━━━ Provided data

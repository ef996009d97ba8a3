use chrono::naive::NaiveDate;

use crate::error::{Result,Error};


/// Dated values, as read from the data source.
pub type Series = Vec<(NaiveDate,f64)>;

pub const DEFAULT_MIN_COUNT: f64 = 15.0;


#[derive(Clone,Copy,Debug,PartialEq)]
pub struct Observation {
    /// 1-based rank within the filtered series.
    pub index: usize,
    pub date: NaiveDate,
    pub value: f64,
}


/// Cumulative counts of one region from the first day the count reaches the
/// minimum threshold. Never empty.
#[derive(Clone,Debug,PartialEq)]
pub struct ObservedSeries {
    obs: Vec<Observation>,
}

impl ObservedSeries {

    /// Keep the rows with a count of at least `min_count` and rank them.
    /// Fails if no rows remain or the dates are not strictly increasing.
    pub fn new(series: &Series, min_count: f64) -> Result<Self> {

	for pair in series.windows(2) {
	    if pair[1].0 <= pair[0].0 {
		return Err(Error::UnorderedDates(pair[0].0, pair[1].0));
	    }
	}

	let obs: Vec<Observation> = series.iter()
	    .filter(|(_,value)| *value >= min_count)
	    .enumerate()
	    .map(|(i,(date,value))| Observation { index: i + 1, date: *date, value: *value })
	    .collect();

	match obs.is_empty() {
	    true => Err(Error::InsufficientData { required: 1, available: 0 }),
	    false => Ok(ObservedSeries { obs })
	}

    }

    pub fn len(&self) -> usize {
	self.obs.len()
    }

    pub fn is_empty(&self) -> bool {
	self.obs.is_empty()
    }

    pub fn observations(&self) -> &[Observation] {
	&self.obs
    }

    pub fn times(&self) -> Vec<f64> {
	self.obs.iter().map(|o| o.index as f64).collect()
    }

    pub fn values(&self) -> Vec<f64> {
	self.obs.iter().map(|o| o.value).collect()
    }

    pub fn first_date(&self) -> NaiveDate {
	self.obs[0].date
    }

    pub fn last_date(&self) -> NaiveDate {
	self.obs[self.obs.len() - 1].date
    }

    /// The first `len` observations. The indices are kept, as the prefix of
    /// a ranked series is itself ranked from 1.
    pub fn prefix(&self, len: usize) -> Result<Self> {
	match len {
	    0 => Err(Error::InsufficientData { required: 1, available: 0 }),
	    n if n > self.obs.len() => Err(Error::InsufficientData {
		required: n, available: self.obs.len()
	    }),
	    n => Ok(ObservedSeries { obs: self.obs[..n].to_vec() })
	}
    }

}
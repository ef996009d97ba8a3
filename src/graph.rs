use std::{io,fs};
use std::fs::File;
use std::io::Write;
use std::path::{Path,PathBuf};

use chrono::naive::NaiveDate;
use serde_json::{Value,json};
use unidecode::unidecode;

use crate::error::Result;
use crate::predict::ForecastBatch;


pub type Observed = Vec<(NaiveDate,(f64,f64,f64))>;


/// File name stem for a location: ascii, lowercase, dashes.
pub fn slug(location: &str) -> String {
    unidecode(location).to_lowercase().split(|c: char| !c.is_ascii_alphanumeric())
	.filter(|s| !s.is_empty()).collect::<Vec<_>>().join("-")
}


/// Observed totals and forecast bands of one location. With several
/// batches, a slider selects the training cutoff.
pub fn forecast_graph(graph_path: &Path, location: &str, observed: &Observed,
		      batches: &[&ForecastBatch]) -> Result<PathBuf> {

    let graph_path = graph_path.join("forecast");
    let filename = format!("{}.html", slug(location));
    let title = format!("COVID-19 cases and sigmoid forecast: {}", location);
    let last = batches.len().saturating_sub(1);

    let forecast: Vec<Value> = batches.iter().enumerate().flat_map(
	|(cutoff,batch)| {
	    let low = batch.bands.iter().position(|b| b.level <= 0.25).unwrap_or(0);
	    let high = batch.bands.iter().rposition(|b| b.level >= 0.75).unwrap_or(0);
	    batch.rows.iter().filter(|row| row.median.is_finite()).map(move |row| json!({
		"Date": format!("{}", row.date.format("%Y-%m-%d")),
		"Cutoff": cutoff,
		"Trained": row.date_end_train.map(|d| format!("{}", d.format("%Y-%m-%d"))),
		"Low": row.values.get(low),
		"High": row.values.get(high),
		"Median": row.median,
		"Display": row.median_display,
		"Derivative": row.derivative,
	    }))
	}).collect();

    let mut cutoff = json!({"name": "cutoff", "value": last});
    if last > 0 {
	cutoff["bind"] = json!({"input": "range", "min": 0, "max": last, "step": 1,
				"name": "Training window "});
    }

    let daily: Vec<Value> = observed.iter().filter(|(_,(total,_,_))| total.is_finite()).map(
	|(date,(total,new,deaths))| json!({
	    "Date": format!("{}", date.format("%Y-%m-%d")),
	    "Total": total,
	    "New": if new.is_finite() { Some(new) } else { None },
	    "Deaths": if deaths.is_finite() { Some(deaths) } else { None },
	})).collect();

    // Forecast bands and observed totals share the left axis.
    let cases = json!({
	"layer": [
	    {
		"data": {"values": forecast},
		"transform": [{"filter": "datum.Cutoff == cutoff"}],
		"layer": [
		    {
			"mark": {"type": "area", "opacity": 0.15, "color": "#1f77b4"},
			"encoding": {
			    "y": {"field": "Low", "type": "quantitative"},
			    "y2": {"field": "High"}
			}
		    },
		    {
			"mark": {"type": "line", "strokeDash": [4, 2], "color": "#1f77b4"},
			"encoding": {
			    "y": {"field": "Median", "type": "quantitative"}
			}
		    },
		    {
			"mark": {"type": "point", "opacity": 0, "tooltip": true},
			"encoding": {
			    "y": {"field": "Median", "type": "quantitative"},
			    "tooltip": [
				{"field": "Date", "type": "temporal"},
				{"field": "Display", "title": "Median forecast"},
				{"field": "Derivative", "type": "quantitative",
				 "title": "New cases per day", "format": ".0f"},
				{"field": "Trained", "type": "temporal", "title": "Trained until"}
			    ]
			}
		    }
		]
	    },
	    {
		"data": {"values": daily},
		"mark": {"type": "line", "point": true, "color": "#1f77b4"},
		"encoding": {
		    "y": {"field": "Total", "type": "quantitative",
			  "title": "Total number of cases"},
		    "tooltip": [
			{"field": "Date", "type": "temporal"},
			{"field": "Total", "type": "quantitative", "format": ",.0f"},
			{"field": "New", "type": "quantitative", "format": ",.0f"},
			{"field": "Deaths", "type": "quantitative", "format": ",.0f"}
		    ]
		}
	    }
	]
    });

    page(&graph_path, &filename, &title, &json!({
	"$schema": "https://vega.github.io/schema/vega-lite/v5.json",
	"height": "container",
	"width": "container",
	"title": title,
	"params": [cutoff],
	"encoding": {
	    "x": {"field": "Date", "type": "temporal", "title": "Date"}
	},
	"layer": [
	    cases,
	    {
		"data": {"values": daily},
		"layer": [
		    {
			"mark": {"type": "bar", "opacity": 0.5, "color": "#ff7f0e"},
			"encoding": {
			    "y": {"field": "New", "type": "quantitative",
				  "title": "New cases and total deaths", "axis": {"orient": "right"}}
			}
		    },
		    {
			"mark": {"type": "line", "point": true, "color": "#d62728"},
			"encoding": {
			    "y": {"field": "Deaths", "type": "quantitative"}
			}
		    }
		]
	    }
	],
	"resolve": {"scale": {"y": "independent"}}
    }))?;

    Ok(graph_path.join(filename))

}


/// Total cases of all locations on one chart; clicking the legend
/// highlights a location.
pub fn cases_graph(graph_path: &Path, data: &[(String,Observed)]) -> Result<PathBuf> {

    let title = "Number of total confirmed COVID-19 cases by country";

    page(graph_path, "cases.html", title, &json!({
	"$schema": "https://vega.github.io/schema/vega-lite/v5.json",
	"height": "container",
	"width": "container",
	"title": title,
	"data": {
	    "values": data.iter().flat_map(
		|(region,rows)| rows.iter().filter_map(
		    move |(date,(total,_,_))| match total.is_finite() && *total > 0.0 {
			false => None,
			true => Some(json!({
			    "Date": format!("{}", date.format("%Y-%m-%d")),
			    "Region": region,
			    "Value": total
			}))
		    })
	    ).collect::<Vec<_>>()
	},
	"params": [
	    {"name": "Highlight", "select": {"type": "point", "fields": ["Region"]}, "bind": "legend"},
	    {"name": "Grid", "select": "interval", "bind": "scales"}
	],
	"mark": "line",
	"encoding": {
	    "color": {"field": "Region", "type": "nominal"},
	    "x": {"field": "Date", "type": "temporal", "title": "Date"},
	    "y": {"field": "Value", "type": "quantitative", "title": "Count",
		  "scale": {"type": "log"}},
	    "opacity": {"value": 0.1, "condition": {"param": "Highlight", "value": 1}},
	    "tooltip": [
		{"field": "Region", "type": "nominal"},
		{"field": "Date", "type": "temporal"},
		{"field": "Value", "type": "quantitative", "format": ",.0f"}
	    ]
	}
    }))?;

    Ok(graph_path.join("cases.html"))

}


fn page(graph_path: &Path, path: &str, title: &str, spec: &Value) -> Result<()> {

    fs::create_dir_all(graph_path)?;
    let mut out = io::BufWriter::new(File::create(graph_path.join(path))?);

    write!(out, "<!DOCTYPE html><html><head>")?;
    write!(out, "<meta charset=\"UTF-8\">")?;
    write!(out, "<meta name=\"viewport\" content=\"width=device-width, initial-scale=1\">")?;
    write!(out, "<title>{}</title>", title)?;
    write!(out, "<script src=\"https://cdn.jsdelivr.net/npm/vega@5\"></script>")?;
    write!(out, "<script src=\"https://cdn.jsdelivr.net/npm/vega-lite@5\"></script>")?;
    write!(out, "<script src=\"https://cdn.jsdelivr.net/npm/vega-embed\"></script>")?;
    write!(out, "</head>")?;
    write!(out, "<body>")?;
    write!(out, "<div id=\"vis\" style=\"overflow: hidden; position: absolute;top: 0; left: 0; right: 0; bottom: 0;\"></div>")?;
    write!(out, "<script type=\"text/javascript\">")?;
    write!(out, "var spec = ")?;
    serde_json::to_writer_pretty(out.by_ref(), spec)?;
    write!(out, ";vegaEmbed('#vis', spec,{{}}).then(function(result) {{")?;
    write!(out, "}}).catch(console.error);")?;
    write!(out, "</script>")?;
    write!(out, "</body></html>")?;
    out.flush()?;

    Ok(())

}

━━━━━━

What is needed:
Return only the part of the records above that opens with the line containing "pub fn values(&self)" and closes with the line containing "pub fn prefix(&self, len: usize)", ends included.

Written answer:
    pub fn values(&self) -> Vec<f64> {
	self.obs.iter().map(|o| o.value).collect()
    }

    pub fn first_date(&self) -> NaiveDate {
	self.obs[0].date
    }

    pub fn last_date(&self) -> NaiveDate {
	self.obs[self.obs.len() - 1].date
    }

    /// The first `len` observations. The indices are kept, as the prefix of
    /// a ranked series is itself ranked from 1.
    pub fn prefix(&self, len: usize) -> Result<Self> {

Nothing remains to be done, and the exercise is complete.